▶ **Stored data**
..........

//! Datasets shared between producer threads and the render thread.

mod default_dataset;
mod lock;

use std::fmt;
use std::sync::Arc;

use crate::core::SyncBitState;

pub use default_dataset::DefaultDataSet;
pub use lock::{DataSetLock, DataSetReadGuard};

pub const DIM_X: usize = 0;
pub const DIM_Y: usize = 1;

/// Data source drawn by renderers and fitted by axes.
///
/// Implementations may be mutated from any thread. Readers hold
/// [`DataSetLock::read_owned`] while they access values, and every mutation
/// is reported through [`bit_state`](DataSet::bit_state).
pub trait DataSet: Send + Sync + fmt::Debug {
    fn name(&self) -> String;

    fn lock(&self) -> &DataSetLock;

    fn bit_state(&self) -> &Arc<SyncBitState>;

    /// `(min, max)` of the finite values along `dimension`, `None` when there
    /// are none.
    fn axis_range(&self, dimension: usize) -> Option<(f64, f64)>;

    fn point_count(&self) -> usize;

    /// Value at `index` along `dimension`; NaN when out of bounds.
    fn value(&self, dimension: usize, index: usize) -> f64;
}

/// Identity of a shared dataset, stable for the lifetime of the `Arc`.
pub(crate) fn dataset_key(dataset: &Arc<dyn DataSet>) -> usize {
    Arc::as_ptr(dataset).cast::<()>() as usize
}
use serde::{Deserialize, Serialize};

use crate::error::{ChartError, ChartResult};
use crate::render::{PathStyle, TextStyle};

use super::OverlapPolicy;

/// Tunables of one axis: gaps, tick geometry, auto-range options and styles.
#[derive(Debug, Clone, PartialEq, Serialize, Deserialize)]
#[serde(default)]
pub struct AxisConfig {
    pub auto_ranging: bool,
    /// Range may only widen while this is set.
    pub auto_grow_ranging: bool,
    /// Fraction of the data span added on each side of the auto range.
    pub auto_range_padding: f64,
    /// Snap auto-ranged bounds outwards to whole tick units.
    pub auto_range_rounding: bool,
    pub force_zero_in_range: bool,
    pub invert: bool,
    /// Divisor applied to values before formatting tick labels.
    pub unit_scaling: f64,
    /// Tick unit used while auto ranging is off.
    pub tick_unit: f64,
    pub tick_label_gap: f64,
    pub axis_label_gap: f64,
    pub tick_length: f64,
    pub minor_tick_length: f64,
    pub minor_tick_count: usize,
    pub tick_label_spacing: f64,
    /// Extra canvas margin along the axis so edge labels are not clipped.
    pub axis_padding: f64,
    /// Relative placement of center axes inside the plot area, 0..=1.
    pub axis_center_position: f64,
    pub max_major_tick_label_count: usize,
    pub overlap_policy: OverlapPolicy,
    pub tick_label_rotation: f64,
    pub tick_mark_visible: bool,
    pub tick_labels_visible: bool,
    pub minor_tick_visible: bool,
    pub tick_label_style: TextStyle,
    pub axis_label_style: TextStyle,
    pub major_tick_style: PathStyle,
    pub minor_tick_style: PathStyle,
}

impl Default for AxisConfig {
    fn default() -> Self {
        Self {
            auto_ranging: true,
            auto_grow_ranging: false,
            auto_range_padding: 0.0,
            auto_range_rounding: false,
            force_zero_in_range: false,
            invert: false,
            unit_scaling: 1.0,
            tick_unit: 5.0,
            tick_label_gap: 3.0,
            axis_label_gap: 3.0,
            tick_length: 8.0,
            minor_tick_length: 5.0,
            minor_tick_count: 10,
            tick_label_spacing: 3.0,
            axis_padding: 15.0,
            axis_center_position: 0.5,
            max_major_tick_label_count: 20,
            overlap_policy: OverlapPolicy::SkipAlt,
            tick_label_rotation: 0.0,
            tick_mark_visible: true,
            tick_labels_visible: true,
            minor_tick_visible: true,
            tick_label_style: TextStyle::new(10.0),
            axis_label_style: TextStyle::new(12.0),
            major_tick_style: PathStyle::default(),
            minor_tick_style: PathStyle::new(1.0, crate::render::Color::GRAY),
        }
    }
}

impl AxisConfig {
    /// Fixed bounds with a user tick unit.
    #[must_use]
    pub fn fixed(tick_unit: f64) -> Self {
        Self {
            auto_ranging: false,
            tick_unit,
            ..Self::default()
        }
    }

    #[must_use]
    pub fn with_auto_ranging(mut self, enabled: bool) -> Self {
        self.auto_ranging = enabled;
        self
    }

    #[must_use]
    pub fn with_auto_grow_ranging(mut self, enabled: bool) -> Self {
        self.auto_grow_ranging = enabled;
        self
    }

    #[must_use]
    pub fn with_auto_range_padding(mut self, padding: f64) -> Self {
        self.auto_range_padding = padding;
        self
    }

    #[must_use]
    pub fn with_auto_range_rounding(mut self, enabled: bool) -> Self {
        self.auto_range_rounding = enabled;
        self
    }

    #[must_use]
    pub fn with_force_zero_in_range(mut self, enabled: bool) -> Self {
        self.force_zero_in_range = enabled;
        self
    }

    #[must_use]
    pub fn with_invert(mut self, invert: bool) -> Self {
        self.invert = invert;
        self
    }

    #[must_use]
    pub fn with_unit_scaling(mut self, unit_scaling: f64) -> Self {
        self.unit_scaling = unit_scaling;
        self
    }

    #[must_use]
    pub fn with_tick_unit(mut self, tick_unit: f64) -> Self {
        self.tick_unit = tick_unit;
        self
    }

    #[must_use]
    pub fn with_overlap_policy(mut self, policy: OverlapPolicy) -> Self {
        self.overlap_policy = policy;
        self
    }

    #[must_use]
    pub fn with_tick_label_rotation(mut self, degrees: f64) -> Self {
        self.tick_label_rotation = degrees;
        self
    }

    #[must_use]
    pub fn with_axis_padding(mut self, padding: f64) -> Self {
        self.axis_padding = padding;
        self
    }

    #[must_use]
    pub fn with_axis_center_position(mut self, position: f64) -> Self {
        self.axis_center_position = position;
        self
    }

    #[must_use]
    pub fn with_tick_label_style(mut self, style: TextStyle) -> Self {
        self.tick_label_style = style;
        self
    }

    #[must_use]
    pub fn with_minor_tick_visible(mut self, visible: bool) -> Self {
        self.minor_tick_visible = visible;
        self
    }

    #[must_use]
    pub fn with_tick_mark_visible(mut self, visible: bool) -> Self {
        self.tick_mark_visible = visible;
        self
    }

    pub fn validate(&self) -> ChartResult<()> {
        for (name, value) in [
            ("tick_label_gap", self.tick_label_gap),
            ("axis_label_gap", self.axis_label_gap),
            ("tick_length", self.tick_length),
            ("minor_tick_length", self.minor_tick_length),
            ("tick_label_spacing", self.tick_label_spacing),
            ("axis_padding", self.axis_padding),
            ("auto_range_padding", self.auto_range_padding),
        ] {
            if !value.is_finite() || value < 0.0 {
                return Err(ChartError::InvalidData(format!(
                    "axis `{name}` must be finite and >= 0"
                )));
            }
        }
        if !(0.0..=1.0).contains(&self.axis_center_position) {
            return Err(ChartError::InvalidData(
                "axis center position must be in [0, 1]".to_owned(),
            ));
        }
        if !self.unit_scaling.is_finite() || self.unit_scaling == 0.0 {
            return Err(ChartError::InvalidData(
                "unit scaling must be finite and != 0".to_owned(),
            ));
        }
        if !self.tick_unit.is_finite() || self.tick_unit <= 0.0 {
            return Err(ChartError::InvalidData(
                "tick unit must be finite and > 0".to_owned(),
            ));
        }
        if self.max_major_tick_label_count < 2 {
            return Err(ChartError::InvalidData(
                "max major tick label count must be >= 2".to_owned(),
            ));
        }
        if !self.tick_label_rotation.is_finite() {
            return Err(ChartError::InvalidData(
                "tick label rotation must be finite".to_owned(),
            ));
        }
        self.tick_label_style.validate()?;
        self.axis_label_style.validate()?;
        self.major_tick_style.validate()?;
        self.minor_tick_style.validate()
    }
}

#[cfg(test)]
mod tests {
    use super::AxisConfig;

    #[test]
    fn defaults_validate() {
        AxisConfig::default().validate().expect("default config");
    }

    #[test]
    fn center_position_out_of_range_is_rejected() {
        let config = AxisConfig::default().with_axis_center_position(1.5);
        assert!(config.validate().is_err());
    }

    #[test]
    fn partial_json_fills_defaults() {
        let config: AxisConfig =
            serde_json::from_str(r#"{"tick_length": 4.0}"#).expect("parse config");
        assert_eq!(config.tick_length, 4.0);
        assert_eq!(config.minor_tick_count, 10);
    }
}
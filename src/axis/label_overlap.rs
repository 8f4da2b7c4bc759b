use serde::{Deserialize, Serialize};

use crate::core::{Side, TickMark};

/// Lower bound of the font scale `NarrowFont` may apply.
pub const MIN_NARROW_FONT_SCALE: f64 = 0.7;
pub const MAX_NARROW_FONT_SCALE: f64 = 1.0;

/// How tick labels that do not fit the axis length are resolved.
#[derive(Debug, Clone, Copy, PartialEq, Eq, Hash, Default, Serialize, Deserialize)]
pub enum OverlapPolicy {
    DoNothing,
    /// Shrink the label font, falling back to skipping below the minimum scale.
    NarrowFont,
    /// Show only every N-th label.
    #[default]
    SkipAlt,
    /// Stagger alternate labels when they collide.
    ShiftAlt,
    /// Always stagger alternate labels.
    ForcedShiftAlt,
}

impl OverlapPolicy {
    /// Whether alternate labels move one row further from the axis.
    #[must_use]
    pub const fn shifts(self, label_overlap: bool) -> bool {
        match self {
            Self::ShiftAlt => label_overlap,
            Self::ForcedShiftAlt => true,
            _ => false,
        }
    }
}

/// Outcome of the policy applied while measuring the axis.
#[derive(Debug, Clone, Copy, PartialEq)]
pub(crate) struct OverlapResolution {
    pub(crate) label_overlap: bool,
    pub(crate) scale_font: f64,
}

impl Default for OverlapResolution {
    fn default() -> Self {
        Self {
            label_overlap: false,
            scale_font: 1.0,
        }
    }
}

/// Label extents along the axis, summed over all visible major ticks.
#[derive(Debug, Clone, Copy, Default)]
pub(crate) struct LabelBudget {
    pub(crate) available: f64,
    /// `(count + 1) * largest label`.
    pub(crate) projected: f64,
    pub(crate) total: f64,
    pub(crate) max_size: f64,
}

pub(crate) fn resolve_overlap_policy(
    policy: OverlapPolicy,
    ticks: &mut [TickMark],
    budget: LabelBudget,
) -> OverlapResolution {
    let mut resolution = OverlapResolution::default();
    match policy {
        OverlapPolicy::DoNothing => {}
        OverlapPolicy::NarrowFont => {
            let scale = budget.available / budget.projected;
            if (MIN_NARROW_FONT_SCALE..=MAX_NARROW_FONT_SCALE).contains(&scale) {
                resolution.scale_font = scale;
            } else {
                resolution.scale_font = if scale.is_finite() {
                    scale.clamp(MIN_NARROW_FONT_SCALE, MAX_NARROW_FONT_SCALE)
                } else {
                    MAX_NARROW_FONT_SCALE
                };
                resolution.label_overlap = skip_alternate_labels(ticks, budget);
            }
        }
        OverlapPolicy::SkipAlt => {
            resolution.label_overlap = skip_alternate_labels(ticks, budget);
        }
        OverlapPolicy::ShiftAlt => {
            resolution.label_overlap = budget.projected > budget.available;
        }
        OverlapPolicy::ForcedShiftAlt => {
            resolution.label_overlap = true;
        }
    }
    resolution
}

/// Keeps every N-th visible label with `N = ceil(projected / available)`.
fn skip_alternate_labels(ticks: &mut [TickMark], budget: LabelBudget) -> bool {
    if budget.max_size <= 0.0 || budget.available >= budget.total {
        return false;
    }
    let stride = if budget.available > 0.0 {
        ((budget.projected / budget.available).ceil() as usize).max(1)
    } else {
        usize::MAX
    };
    let mut index = 0usize;
    for tick in ticks.iter_mut().filter(|tick| tick.visible) {
        if index % stride != 0 {
            tick.visible = false;
        }
        index += 1;
    }
    true
}

/// Whether the labels of two ticks are closer than `gap`.
///
/// Screen order depends on the side and on inversion, so the lower-positioned
/// label is compared against the higher-positioned one.
pub(crate) fn is_tick_labels_overlap(
    side: Side,
    first: &TickMark,
    second: &TickMark,
    gap: f64,
) -> bool {
    if !first.visible || !second.visible {
        return false;
    }
    let horizontal = side.is_horizontal();
    let (lower, upper) = if first.position <= second.position {
        (first, second)
    } else {
        (second, first)
    };
    upper.label_start(horizontal) - lower.label_end(horizontal) <= gap
}

/// Walks `ticks[start..]` with `stride`, comparing each label with the last
/// visible one. Colliding labels are hidden when `make_invisible` is set.
pub(crate) fn check_overlapping_labels(
    start: usize,
    stride: usize,
    ticks: &mut [TickMark],
    side: Side,
    gap: f64,
    make_invisible: bool,
) -> bool {
    let mut overlap = false;
    let mut last_visible: Option<usize> = None;
    for index in (start..ticks.len()).step_by(stride.max(1)) {
        if !ticks[index].visible {
            continue;
        }
        match last_visible {
            Some(last)
                if is_tick_labels_overlap(side, &ticks[last], &ticks[index], gap) =>
            {
                overlap = true;
                if make_invisible {
                    ticks[index].visible = false;
                }
            }
            _ => last_visible = Some(index),
        }
    }
    overlap
}

/// Hides labels that still collide after measuring. Staggered labels are
/// checked per row, even and odd indices separately.
pub(crate) fn hide_colliding_labels(
    ticks: &mut [TickMark],
    side: Side,
    gap: f64,
    label_overlap: bool,
) {
    if label_overlap {
        check_overlapping_labels(0, 2, ticks, side, gap, true);
        check_overlapping_labels(1, 2, ticks, side, gap, true);
    } else {
        check_overlapping_labels(0, 1, ticks, side, gap, true);
    }
}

..........

▶ **Problem to solve**
The lines above, starting at the one with "pub use default_dataset::DefaultDataSet;" and ending at the one with "pub trait DataSet: Send", are the only ones to return, exactly as written.

▶ **Solution for this task**
pub use default_dataset::DefaultDataSet;
pub use lock::{DataSetLock, DataSetReadGuard};

pub const DIM_X: usize = 0;
pub const DIM_Y: usize = 1;

/// Data source drawn by renderers and fitted by axes.
///
/// Implementations may be mutated from any thread. Readers hold
/// [`DataSetLock::read_owned`] while they access values, and every mutation
/// is reported through [`bit_state`](DataSet::bit_state).
pub trait DataSet: Send + Sync + fmt::Debug {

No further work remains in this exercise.